The Department of Canine Security urges dogs to remain on high alert and employ the tactic of See Something, Say Something. Remember to bark upon spotting anything suspicious; e.g. firecrackers, sparklers, Roman candles, cats, squirrels, mail carriers, shadows, reflections, other dogs on TV, etc.

In case you forgot: David Foster Wallace could write the HELL out of a review

This piece, from the New York Observer in 1997, completely obliterates John Updike’s Toward the End of Time.

A sample:

Mailer, Updike, Roth — the Great Male Narcissists* who’ve dominated postwar realist fiction are now in their senescence, and it must seem to them no coincidence that the prospect of their own deaths appears backlit by the approaching millennium and on-line predictions of the death of the novel as we know it. When a solipsist dies, after all, everything goes with him.
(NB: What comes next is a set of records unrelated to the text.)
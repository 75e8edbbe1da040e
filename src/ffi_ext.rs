//! cairo entry points that `cairo-sys-rs` does not declare.

use crate::ffi::{cairo_status_t, cairo_surface_t};
use libc::c_char;

unsafe extern "C" {
    pub fn cairo_surface_copy_page(surface: *mut cairo_surface_t);
    pub fn cairo_surface_show_page(surface: *mut cairo_surface_t);
    pub fn cairo_surface_write_to_png(
        surface: *mut cairo_surface_t,
        filename: *const c_char,
    ) -> cairo_status_t;
    pub fn cairo_image_surface_create_from_png(filename: *const c_char) -> *mut cairo_surface_t;
}
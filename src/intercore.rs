//! Snapshot shared between the engine and the display context
//!
//! Two independent locks: telemetry flows engine → display, rod targets flow
//! whichever way the current control mode dictates. Each critical section
//! only copies a handful of scalars.

use std::sync::{Mutex, MutexGuard, PoisonError};

use serde::{Deserialize, Serialize};

use crate::reactor::{ReactorEngine, RodKind};

/// Engine telemetry, written and read as one unit
#[derive(Debug, Clone, Copy, Default, PartialEq, Serialize, Deserialize)]
pub struct TelemetrySnapshot {
    pub neutron_population: f64,
    pub reactivity_pcm: f64,
    pub power_watts: f64,
    pub rod_current_positions: [u32; 3],
    pub in_scram: bool,
    pub automatic_control: bool,
}

impl TelemetrySnapshot {
    pub fn from_engine(engine: &ReactorEngine) -> Self {
        Self {
            neutron_population: engine.neutron_population(),
            reactivity_pcm: engine.reactivity_pcm(),
            power_watts: engine.power_watts(),
            rod_current_positions: RodKind::ALL.map(|kind| engine.rod(kind).current_position()),
            in_scram: engine.in_scram(),
            automatic_control: engine.automatic_control,
        }
    }

    /// Whether the operator, not the engine, owns the rod targets
    pub fn operator_owns_targets(&self) -> bool {
        !self.automatic_control && !self.in_scram
    }
}

/// Target positions of the three rods, indexed by [`RodKind::index`]
#[derive(Debug, Clone, Copy, Default, PartialEq, Eq, Serialize, Deserialize)]
pub struct RodTargets(pub [u32; 3]);

impl RodTargets {
    pub fn from_engine(engine: &ReactorEngine) -> Self {
        Self(RodKind::ALL.map(|kind| engine.rod(kind).target_position()))
    }

    pub fn get(&self, kind: RodKind) -> u32 {
        self.0[kind.index()]
    }

    pub fn set(&mut self, kind: RodKind, position: u32) {
        self.0[kind.index()] = position;
    }
}

/// Memory block handed to both execution contexts, usually inside an `Arc`
#[derive(Debug, Default)]
pub struct SharedMemory {
    telemetry: Mutex<TelemetrySnapshot>,
    rod_targets: Mutex<RodTargets>,
}

// The guarded data are plain scalars, so a panic on the other side cannot
// leave them half-written in a way that matters.
fn lock<T>(mutex: &Mutex<T>) -> MutexGuard<'_, T> {
    mutex.lock().unwrap_or_else(PoisonError::into_inner)
}

impl SharedMemory {
    pub fn new() -> Self {
        Self::default()
    }

    /// Seeded from the engine's current state
    pub fn for_engine(engine: &ReactorEngine) -> Self {
        Self {
            telemetry: Mutex::new(TelemetrySnapshot::from_engine(engine)),
            rod_targets: Mutex::new(RodTargets::from_engine(engine)),
        }
    }

    pub fn publish_telemetry(&self, engine: &ReactorEngine) {
        let snapshot = TelemetrySnapshot::from_engine(engine);
        *lock(&self.telemetry) = snapshot;
    }

    pub fn read_telemetry(&self) -> TelemetrySnapshot {
        *lock(&self.telemetry)
    }

    pub fn write_rod_targets(&self, targets: RodTargets) {
        *lock(&self.rod_targets) = targets;
    }

    pub fn read_rod_targets(&self) -> RodTargets {
        *lock(&self.rod_targets)
    }

    /// Engine side of the rod target exchange.
    ///
    /// In manual mode outside a SCRAM the engine adopts the operator's
    /// targets; otherwise it publishes its own.
    pub fn exchange_rod_targets_engine(&self, engine: &mut ReactorEngine) {
        let mut shared = lock(&self.rod_targets);

        if !engine.automatic_control && !engine.in_scram() {
            for kind in RodKind::ALL {
                engine.rod_mut(kind).set_target_position(shared.get(kind));
            }
        } else {
            *shared = RodTargets::from_engine(engine);
        }
    }

    /// Display side of the rod target exchange. Writes `operator_targets`
    /// when the operator owns the rods per the last telemetry, otherwise
    /// returns the engine's targets for display.
    pub fn exchange_rod_targets_display(&self, operator_targets: RodTargets) -> RodTargets {
        let telemetry = self.read_telemetry();
        let mut shared = lock(&self.rod_targets);

        if telemetry.operator_owns_targets() {
            *shared = operator_targets;
        }
        *shared
    }
}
And no U.S. novelist has mapped the solipsist’s terrain better than John Updike, whose rise in the 60s and 70s established him as both chronicler and voice of probably the single most self-absorbed generation since Louis XIV.

And the conclusion:

Maybe the only thing the reader ends up appreciating about [protagonist] Ben Turnbull is that he’s such a broad caricature of an Updike protagonist that he helps us figure out what’s been so unpleasant and frustrating about this gifted author’s recent characters. It’s not that Turnbull is stupid — he can quote Kierkegaard and Pascal on angst and allude to the deaths of Schubert and Mozart and distinguish between a sinistrorse and a dextrorse Polygonum vine, etc. It’s that he persists in the bizarre adolescent idea that getting to have sex with whomever one wants whenever one wants is a cure for ontological despair. And so, it appears, does Mr. Updike — he makes it plain that he views the narrator’s impotence as catastrophic, as the ultimate symbol of death itself, and he clearly wants us to mourn it as much as Turnbull does. I’m not especially offended by this attitude; I mostly just don’t get it. Erect or flaccid, Ben Turnbull’s unhappiness is obvious right from the book’s first page. But it never once occurs to him that the reason he’s so unhappy is that he’s an asshole.

Among the many proofs available regarding the fundamental capriciousness of the universe is that we’re left with only three (ish) novels from Wallace, and something like an order of magnitude more books from Updike.